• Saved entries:
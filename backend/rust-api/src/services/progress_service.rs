use anyhow::anyhow;
use chrono::Utc;
use mongodb::bson::{doc, Bson, Document};
use mongodb::Database;
use validator::Validate;

use crate::error::{is_duplicate_key, EngineError, EngineResult};
use crate::metrics::{track_db_operation, PROGRESS_RECOMPUTES_TOTAL};
use crate::models::progress::{
    CreateProgressRequest, ModuleProgress, PatchProgressRequest, ProgressTotals,
};
use crate::registry::ContentRegistry;
use crate::utils::retry::{retry_async_with_config, RetryConfig};

use super::ensure_module_exists;

/// Recomputes module completion aggregates. Always a full rescan of every
/// registered content kind: incremental counters drift when content is added
/// or removed after views exist, a recompute cannot.
pub struct ProgressService {
    mongo: Database,
    registry: ContentRegistry,
}

impl ProgressService {
    pub fn new(mongo: Database, registry: ContentRegistry) -> Self {
        Self { mongo, registry }
    }

    /// Recompute and persist the (user, module) aggregate. Idempotent: with no
    /// intervening view-record changes, re-running it is a pure no-op on
    /// stored values.
    pub async fn update_progress(
        &self,
        user_id: &str,
        module_id: &str,
    ) -> EngineResult<ModuleProgress> {
        ensure_module_exists(&self.mongo, module_id).await?;

        let retry_cfg = RetryConfig::default();
        let mut totals = ProgressTotals::default();

        for kind in self.registry.kinds() {
            let source = self.registry.source(kind)?;
            let item_ids = retry_async_with_config(retry_cfg.clone(), || async {
                source.list_item_ids(module_id).await
            })
            .await?;

            totals.total_contents += item_ids.len() as i64;
            if item_ids.is_empty() {
                continue;
            }

            let id_strings: Vec<Bson> = item_ids
                .iter()
                .map(|id| Bson::String(id.to_string()))
                .collect();
            let filter = doc! {
                "user_id": user_id,
                "kind": kind.as_str(),
                "item_id": { "$in": id_strings },
                "viewed": true,
            };
            let viewed = retry_async_with_config(retry_cfg.clone(), || async {
                self.mongo
                    .collection::<Document>("view_records")
                    .count_documents(filter.clone())
                    .await
                    .map_err(EngineError::from)
            })
            .await?;
            totals.contents_completed += viewed as i64;
        }

        let progress = self.persist(user_id, module_id, totals).await?;
        PROGRESS_RECOMPUTES_TOTAL.inc();

        tracing::debug!(
            "Progress recomputed for user {} in module {}: {}/{} ({}%)",
            user_id,
            module_id,
            progress.contents_completed,
            progress.total_contents,
            progress.progress_percentage
        );

        Ok(progress)
    }

    async fn persist(
        &self,
        user_id: &str,
        module_id: &str,
        totals: ProgressTotals,
    ) -> EngineResult<ModuleProgress> {
        let collection = self.mongo.collection::<ModuleProgress>("module_progress");
        let filter = doc! { "user_id": user_id, "module_id": module_id };
        let update = doc! {
            "$set": {
                "contents_completed": totals.contents_completed,
                "total_contents": totals.total_contents,
                "progress_percentage": totals.percentage(),
                "completed": totals.is_complete(),
                "updated_at": Utc::now().to_rfc3339(),
            },
            "$setOnInsert": { "liked": false, "pinned": false },
        };

        track_db_operation("upsert", "module_progress", async {
            collection
                .update_one(filter.clone(), update)
                .upsert(true)
                .await
                .map_err(EngineError::from)
        })
        .await?;

        collection
            .find_one(filter)
            .await?
            .ok_or_else(|| EngineError::Internal(anyhow!("progress row missing after upsert")))
    }

    /// Administrative create. Duplicates surface as `Conflict` here, unlike
    /// the engine-driven upsert path.
    pub async fn create_progress(
        &self,
        request: CreateProgressRequest,
    ) -> EngineResult<ModuleProgress> {
        request.validate()?;
        ensure_module_exists(&self.mongo, &request.module_id).await?;

        let row = ModuleProgress {
            user_id: request.user_id.clone(),
            module_id: request.module_id.clone(),
            completed: request.completed,
            pinned: request.pinned,
            liked: request.liked,
            contents_completed: request.contents_completed,
            total_contents: request.total_contents,
            progress_percentage: request.progress_percentage,
            updated_at: Utc::now(),
        };

        let collection = self.mongo.collection::<ModuleProgress>("module_progress");
        match collection.insert_one(&row).await {
            Ok(_) => {
                tracing::info!(
                    "Progress row created for user {} in module {}",
                    row.user_id,
                    row.module_id
                );
                Ok(row)
            }
            Err(err) if is_duplicate_key(&err) => Err(EngineError::conflict(format!(
                "Progress for user {} in module {} already exists",
                request.user_id, request.module_id
            ))),
            Err(err) => Err(err.into()),
        }
    }

    /// Administrative partial update of an existing row.
    pub async fn patch_progress(
        &self,
        user_id: &str,
        module_id: &str,
        request: PatchProgressRequest,
    ) -> EngineResult<ModuleProgress> {
        request.validate()?;

        let mut set = doc! { "updated_at": Utc::now().to_rfc3339() };
        if let Some(completed) = request.completed {
            set.insert("completed", completed);
        }
        if let Some(pinned) = request.pinned {
            set.insert("pinned", pinned);
        }
        if let Some(liked) = request.liked {
            set.insert("liked", liked);
        }
        if let Some(contents_completed) = request.contents_completed {
            set.insert("contents_completed", contents_completed);
        }
        if let Some(total_contents) = request.total_contents {
            set.insert("total_contents", total_contents);
        }
        if let Some(progress_percentage) = request.progress_percentage {
            set.insert("progress_percentage", progress_percentage);
        }

        let collection = self.mongo.collection::<ModuleProgress>("module_progress");
        let filter = doc! { "user_id": user_id, "module_id": module_id };
        let result = collection
            .update_one(filter.clone(), doc! { "$set": set })
            .await?;
        if result.matched_count == 0 {
            return Err(EngineError::not_found(format!(
                "No progress for user {} in module {}",
                user_id, module_id
            )));
        }

        collection
            .find_one(filter)
            .await?
            .ok_or_else(|| EngineError::Internal(anyhow!("progress row missing after update")))
    }
}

• Task: Each line in the data that holds the string "from" needs to be copied.

• Solution to this problem:
                    .map_err(EngineError::from)
                .map_err(EngineError::from)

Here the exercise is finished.